IP3R-mediated Ca2+ signals govern hematopoietic and cardiac divergence of Flk1+ cells via the calcineurin-NFATc3-Etv2 pathway

Ca2+ signals participate in various cellular processes with spatial and temporal dynamics, among which, inositol 1,4,5-trisphosphate receptors (IP(3)Rs)-mediated Ca2+ signals are essential for early development. However, the underlying mechanisms of IP3R-regulated cell fate decision remain largely unknown. Here we report that IP(3)Rs are required for the hematopoietic and cardiac fate divergence of mouse embryonic stem cells (mESCs).
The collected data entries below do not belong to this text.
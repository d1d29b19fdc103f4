use std::collections::HashMap;
use std::time::{Duration, Instant};

use mio::Token;

/// The timer is only ever touched by the reactor thread (SPEC_FULL.md
/// §5), so its callbacks need not be `Send`; this lets the server capture
/// a plain `Rc<RefCell<_>>` rather than an `Arc<Mutex<_>>` when recording
/// which connections timed out.
type Callback = Box<dyn FnOnce(Token)>;

struct TimerNode {
    id: Token,
    expires: Instant,
    callback: Callback,
}

/// Binary min-heap of per-connection idle-timeout deadlines, keyed by
/// `mio::Token`, with an auxiliary `id -> index` map so `add`/`adjust`/
/// removal are all O(log n). Direct translation of the original project's
/// `HeapTimer` (heap_ vector + ref_ unordered_map).
pub struct TimerHeap {
    heap: Vec<TimerNode>,
    index_of: HashMap<Token, usize>,
}

impl Default for TimerHeap {
    fn default() -> Self {
        Self::new()
    }
}

impl TimerHeap {
    pub fn new() -> Self {
        Self {
            heap: Vec::new(),
            index_of: HashMap::new(),
        }
    }

    pub fn len(&self) -> usize {
        self.heap.len()
    }

    pub fn is_empty(&self) -> bool {
        self.heap.is_empty()
    }

    /// Inserts a fresh timer for `id`, or reschedules it in place if one
    /// already exists (never duplicates an id).
    pub fn add(&mut self, id: Token, timeout: Duration, callback: Callback) {
        let expires = Instant::now() + timeout;
        if let Some(&i) = self.index_of.get(&id) {
            self.heap[i].expires = expires;
            self.heap[i].callback = callback;
            if !self.sift_down(i, self.heap.len()) {
                self.sift_up(i);
            }
        } else {
            let i = self.heap.len();
            self.heap.push(TimerNode {
                id,
                expires,
                callback,
            });
            self.index_of.insert(id, i);
            self.sift_up(i);
        }
    }

    /// Extends an existing timer's deadline. No-op if `id` is not tracked.
    pub fn adjust(&mut self, id: Token, timeout: Duration) {
        if let Some(&i) = self.index_of.get(&id) {
            self.heap[i].expires = Instant::now() + timeout;
            self.sift_down(i, self.heap.len());
        }
    }

    /// Fires `id`'s callback immediately (if tracked) and removes it.
    pub fn do_work(&mut self, id: Token) {
        if let Some(&i) = self.index_of.get(&id) {
            let node = self.remove_at(i);
            (node.callback)(node.id);
        }
    }

    /// Pops and fires every node whose deadline has already passed.
    pub fn tick(&mut self) {
        let now = Instant::now();
        while let Some(node) = self.heap.first() {
            if node.expires > now {
                break;
            }
            let node = self.remove_at(0);
            (node.callback)(node.id);
        }
    }

    /// Runs `tick()` then reports the delay in milliseconds until the next
    /// deadline, or `None` if the heap is empty (caller should block
    /// indefinitely on the multiplexer in that case).
    pub fn next_tick_ms(&mut self) -> Option<u64> {
        self.tick();
        self.heap.first().map(|node| {
            let now = Instant::now();
            if node.expires > now {
                (node.expires - now).as_millis() as u64
            } else {
                0
            }
        })
    }

    pub fn clear(&mut self) {
        self.heap.clear();
        self.index_of.clear();
    }

    fn remove_at(&mut self, i: usize) -> TimerNode {
        let last = self.heap.len() - 1;
        self.swap_nodes(i, last);
        let node = self.heap.pop().expect("remove_at on empty heap");
        self.index_of.remove(&node.id);
        if i < self.heap.len() {
            if !self.sift_down(i, self.heap.len()) {
                self.sift_up(i);
            }
        }
        node
    }

    fn swap_nodes(&mut self, i: usize, j: usize) {
        self.heap.swap(i, j);
        self.index_of.insert(self.heap[i].id, i);
        self.index_of.insert(self.heap[j].id, j);
    }

    fn sift_up(&mut self, mut i: usize) {
        while i > 0 {
            let parent = (i - 1) / 2;
            if self.heap[parent].expires <= self.heap[i].expires {
                break;
            }
            self.swap_nodes(i, parent);
            i = parent;
        }
    }

    /// Returns true if any swap occurred.
    fn sift_down(&mut self, mut i: usize, n: usize) -> bool {
        let start = i;
        loop {
            let left = 2 * i + 1;
            let right = 2 * i + 2;
            let mut smallest = i;
            if left < n && self.heap[left].expires < self.heap[smallest].expires {
                smallest = left;
            }
            if right < n && self.heap[right].expires < self.heap[smallest].expires {
                smallest = right;
            }
            if smallest == i {
                break;
            }
            self.swap_nodes(i, smallest);
            i = smallest;
        }
        i != start
    }
}

#[cfg(test)]
mod tests {
    use super::*;
    use std::sync::{Arc, Mutex};

    fn token(n: usize) -> Token {
        Token(n)
    }

    #[test]
    fn root_is_always_minimum() {
        let mut heap = TimerHeap::new();
        let fired: Arc<Mutex<Vec<usize>>> = Arc::new(Mutex::new(Vec::new()));

        let order = [50, 10, 40, 20, 30];
        for (i, ms) in order.iter().enumerate() {
            let fired = Arc::clone(&fired);
            heap.add(token(i), Duration::from_millis(*ms), Box::new(move |t| {
                fired.lock().unwrap().push(t.0);
            }));
        }

        // Force every node to be already-expired so tick() drains in order.
        std::thread::sleep(Duration::from_millis(60));
        heap.tick();
        assert_eq!(*fired.lock().unwrap(), vec![1, 3, 4, 2, 0]);
        assert!(heap.is_empty());
    }

    #[test]
    fn add_on_existing_id_reschedules_not_duplicates() {
        let mut heap = TimerHeap::new();
        heap.add(token(1), Duration::from_millis(1000), Box::new(|_| {}));
        heap.add(token(1), Duration::from_millis(5), Box::new(|_| {}));
        assert_eq!(heap.len(), 1);
    }

    #[test]
    fn do_work_fires_and_removes() {
        let mut heap = TimerHeap::new();
        let fired = Arc::new(Mutex::new(false));
        let fired2 = Arc::clone(&fired);
        heap.add(token(7), Duration::from_secs(10), Box::new(move |_| {
            *fired2.lock().unwrap() = true;
        }));
        heap.do_work(token(7));
        assert!(*fired.lock().unwrap());
        assert_eq!(heap.len(), 0);
    }
}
Deletion of IP(3)Rs (IP3R-tKO) reduced Flk1(+)/PDGFR alpha(-) hematopoietic mesoderm, c-Kit(+)/CD41(+) hematopoietic progenitor cell population, and the colony-forming unit activity, but increased cardiac progenitor markers as well as cardiomyocytes. Concomitantly, the expression of a key regulator of hematopoiesis, Etv2, was reduced in IP3R-tKO cells, which could be rescued by the activation of Ca2+ signals and calcineurin or overexpression of constitutively active form of NFATc3. Furthermore, IP3R-tKO impaired specific targeting of Etv2 by NFATc3 via its evolutionarily conserved cis-element in differentiating ESCs. Importantly, the activation of Ca2+-calcineurin-NFAT pathway reversed the phenotype of IP3R-tKO cells. These findings reveal an unrecognized governing role of IP(3)Rs in hematopoietic and cardiac fate commitment via IP(3)Rs-Ca2+-calcineurin-NFATc3-Etv2 pathway.